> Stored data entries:
========================

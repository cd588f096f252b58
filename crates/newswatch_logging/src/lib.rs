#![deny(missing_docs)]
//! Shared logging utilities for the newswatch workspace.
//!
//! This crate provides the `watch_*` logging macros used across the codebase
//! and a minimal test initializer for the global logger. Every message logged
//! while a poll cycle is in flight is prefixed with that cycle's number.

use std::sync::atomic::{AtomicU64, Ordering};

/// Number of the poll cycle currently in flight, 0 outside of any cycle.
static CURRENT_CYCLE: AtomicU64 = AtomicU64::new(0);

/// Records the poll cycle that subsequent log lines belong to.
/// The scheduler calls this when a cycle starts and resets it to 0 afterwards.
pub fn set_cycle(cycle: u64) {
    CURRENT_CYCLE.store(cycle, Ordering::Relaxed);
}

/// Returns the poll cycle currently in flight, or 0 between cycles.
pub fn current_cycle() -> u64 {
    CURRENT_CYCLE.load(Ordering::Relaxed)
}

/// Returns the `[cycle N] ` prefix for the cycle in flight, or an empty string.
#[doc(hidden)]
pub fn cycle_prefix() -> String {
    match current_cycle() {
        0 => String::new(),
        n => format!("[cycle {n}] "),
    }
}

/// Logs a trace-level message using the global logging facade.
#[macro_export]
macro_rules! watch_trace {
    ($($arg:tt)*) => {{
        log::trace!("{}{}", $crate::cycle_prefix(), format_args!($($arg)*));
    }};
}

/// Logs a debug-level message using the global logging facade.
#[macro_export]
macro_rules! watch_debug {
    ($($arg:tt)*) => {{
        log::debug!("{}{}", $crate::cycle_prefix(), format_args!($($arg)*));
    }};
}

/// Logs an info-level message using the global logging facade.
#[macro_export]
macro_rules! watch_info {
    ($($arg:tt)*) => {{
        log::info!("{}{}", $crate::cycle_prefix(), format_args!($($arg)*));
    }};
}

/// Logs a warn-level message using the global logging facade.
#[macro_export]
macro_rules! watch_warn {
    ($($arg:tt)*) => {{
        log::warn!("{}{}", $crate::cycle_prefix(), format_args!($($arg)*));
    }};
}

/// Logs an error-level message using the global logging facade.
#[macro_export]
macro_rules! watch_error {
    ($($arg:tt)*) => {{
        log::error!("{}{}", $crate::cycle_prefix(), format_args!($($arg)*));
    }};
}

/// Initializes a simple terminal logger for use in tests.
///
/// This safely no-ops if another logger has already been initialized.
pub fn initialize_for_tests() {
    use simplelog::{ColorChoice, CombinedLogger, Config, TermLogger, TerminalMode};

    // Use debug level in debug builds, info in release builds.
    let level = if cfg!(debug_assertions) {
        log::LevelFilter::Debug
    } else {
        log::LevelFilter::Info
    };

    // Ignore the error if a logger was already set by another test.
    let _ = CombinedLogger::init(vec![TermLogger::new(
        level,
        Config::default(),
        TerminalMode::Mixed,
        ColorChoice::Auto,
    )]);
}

========================

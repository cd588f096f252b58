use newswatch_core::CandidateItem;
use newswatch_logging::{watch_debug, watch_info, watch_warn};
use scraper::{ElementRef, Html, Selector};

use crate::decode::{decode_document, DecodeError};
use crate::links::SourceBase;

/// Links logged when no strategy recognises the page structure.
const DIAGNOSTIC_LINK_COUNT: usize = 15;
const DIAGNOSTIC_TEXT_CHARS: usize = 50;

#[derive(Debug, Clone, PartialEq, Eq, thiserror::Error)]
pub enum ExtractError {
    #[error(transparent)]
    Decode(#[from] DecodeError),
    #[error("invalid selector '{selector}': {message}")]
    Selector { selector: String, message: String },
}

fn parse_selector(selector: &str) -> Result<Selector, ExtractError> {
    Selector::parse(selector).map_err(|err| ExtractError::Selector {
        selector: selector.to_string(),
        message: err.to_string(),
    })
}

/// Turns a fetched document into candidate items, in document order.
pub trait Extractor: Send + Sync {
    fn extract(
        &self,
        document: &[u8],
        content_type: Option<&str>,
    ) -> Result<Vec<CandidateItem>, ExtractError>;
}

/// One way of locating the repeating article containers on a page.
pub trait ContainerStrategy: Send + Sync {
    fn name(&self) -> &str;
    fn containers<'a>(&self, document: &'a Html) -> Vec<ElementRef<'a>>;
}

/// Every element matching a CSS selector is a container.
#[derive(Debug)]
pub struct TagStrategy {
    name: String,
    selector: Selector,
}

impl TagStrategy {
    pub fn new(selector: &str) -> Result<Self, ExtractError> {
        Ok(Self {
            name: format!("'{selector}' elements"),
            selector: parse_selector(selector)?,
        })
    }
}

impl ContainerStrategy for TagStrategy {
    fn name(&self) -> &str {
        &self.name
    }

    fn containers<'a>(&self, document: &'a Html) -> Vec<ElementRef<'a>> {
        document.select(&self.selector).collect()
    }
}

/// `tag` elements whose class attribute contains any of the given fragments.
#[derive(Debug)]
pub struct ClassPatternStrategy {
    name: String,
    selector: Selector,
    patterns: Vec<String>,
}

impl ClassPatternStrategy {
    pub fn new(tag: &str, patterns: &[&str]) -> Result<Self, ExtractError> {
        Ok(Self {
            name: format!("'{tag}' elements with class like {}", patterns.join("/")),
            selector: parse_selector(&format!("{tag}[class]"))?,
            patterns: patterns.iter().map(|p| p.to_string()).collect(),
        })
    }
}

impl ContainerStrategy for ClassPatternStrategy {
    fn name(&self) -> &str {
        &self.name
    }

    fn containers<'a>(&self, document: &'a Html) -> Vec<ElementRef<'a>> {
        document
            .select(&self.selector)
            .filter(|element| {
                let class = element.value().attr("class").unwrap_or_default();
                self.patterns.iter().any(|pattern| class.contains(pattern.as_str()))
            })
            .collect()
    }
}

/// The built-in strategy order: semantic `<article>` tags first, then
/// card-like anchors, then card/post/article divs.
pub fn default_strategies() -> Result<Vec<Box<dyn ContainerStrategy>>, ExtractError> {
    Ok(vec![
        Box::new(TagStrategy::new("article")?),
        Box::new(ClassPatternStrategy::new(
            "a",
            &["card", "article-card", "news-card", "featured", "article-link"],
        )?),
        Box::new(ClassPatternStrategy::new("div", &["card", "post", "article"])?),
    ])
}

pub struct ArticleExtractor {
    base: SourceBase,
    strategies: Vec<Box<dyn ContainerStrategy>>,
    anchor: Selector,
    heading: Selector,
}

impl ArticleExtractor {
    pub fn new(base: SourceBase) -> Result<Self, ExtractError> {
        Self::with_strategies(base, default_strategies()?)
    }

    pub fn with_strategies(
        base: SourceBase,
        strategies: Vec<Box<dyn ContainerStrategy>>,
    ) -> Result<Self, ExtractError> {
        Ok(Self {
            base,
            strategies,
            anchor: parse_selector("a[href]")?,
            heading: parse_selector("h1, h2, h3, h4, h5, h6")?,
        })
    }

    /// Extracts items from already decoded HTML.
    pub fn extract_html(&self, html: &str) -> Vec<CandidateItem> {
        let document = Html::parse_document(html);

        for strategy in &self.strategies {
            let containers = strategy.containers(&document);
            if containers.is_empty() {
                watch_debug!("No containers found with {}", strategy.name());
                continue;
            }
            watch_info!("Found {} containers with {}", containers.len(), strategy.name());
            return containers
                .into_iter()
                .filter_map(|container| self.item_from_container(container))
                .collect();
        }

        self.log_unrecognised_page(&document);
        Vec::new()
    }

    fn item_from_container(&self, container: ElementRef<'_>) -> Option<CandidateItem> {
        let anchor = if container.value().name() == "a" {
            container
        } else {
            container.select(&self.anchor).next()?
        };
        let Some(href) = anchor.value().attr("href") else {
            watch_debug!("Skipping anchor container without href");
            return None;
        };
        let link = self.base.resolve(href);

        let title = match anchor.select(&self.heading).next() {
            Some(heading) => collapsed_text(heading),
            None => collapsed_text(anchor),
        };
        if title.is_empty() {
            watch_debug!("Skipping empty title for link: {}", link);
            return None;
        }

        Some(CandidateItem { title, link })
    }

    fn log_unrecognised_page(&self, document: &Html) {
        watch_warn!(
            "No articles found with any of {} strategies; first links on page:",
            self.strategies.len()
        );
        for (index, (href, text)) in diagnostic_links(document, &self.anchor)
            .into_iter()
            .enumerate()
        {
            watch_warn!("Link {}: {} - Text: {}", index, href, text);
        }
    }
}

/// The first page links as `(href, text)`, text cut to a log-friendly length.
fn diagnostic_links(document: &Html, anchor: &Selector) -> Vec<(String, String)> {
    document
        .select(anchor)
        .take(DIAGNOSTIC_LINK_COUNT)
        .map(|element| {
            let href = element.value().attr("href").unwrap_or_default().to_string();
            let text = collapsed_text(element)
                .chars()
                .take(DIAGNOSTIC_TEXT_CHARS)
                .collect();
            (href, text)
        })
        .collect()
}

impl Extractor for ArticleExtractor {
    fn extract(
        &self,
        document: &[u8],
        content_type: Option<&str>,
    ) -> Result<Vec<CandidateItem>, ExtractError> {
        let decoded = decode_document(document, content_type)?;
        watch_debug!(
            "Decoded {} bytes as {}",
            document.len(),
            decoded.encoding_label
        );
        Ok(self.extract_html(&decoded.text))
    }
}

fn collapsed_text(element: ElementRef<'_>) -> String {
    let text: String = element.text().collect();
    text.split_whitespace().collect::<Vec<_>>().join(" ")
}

========================

> Work item: Identify the lines in the entries above that contain "flight", then copy them out.

> Output:
//! while a poll cycle is in flight is prefixed with that cycle's number.
/// Number of the poll cycle currently in flight, 0 outside of any cycle.
/// Returns the poll cycle currently in flight, or 0 between cycles.
/// Returns the `[cycle N] ` prefix for the cycle in flight, or an empty string.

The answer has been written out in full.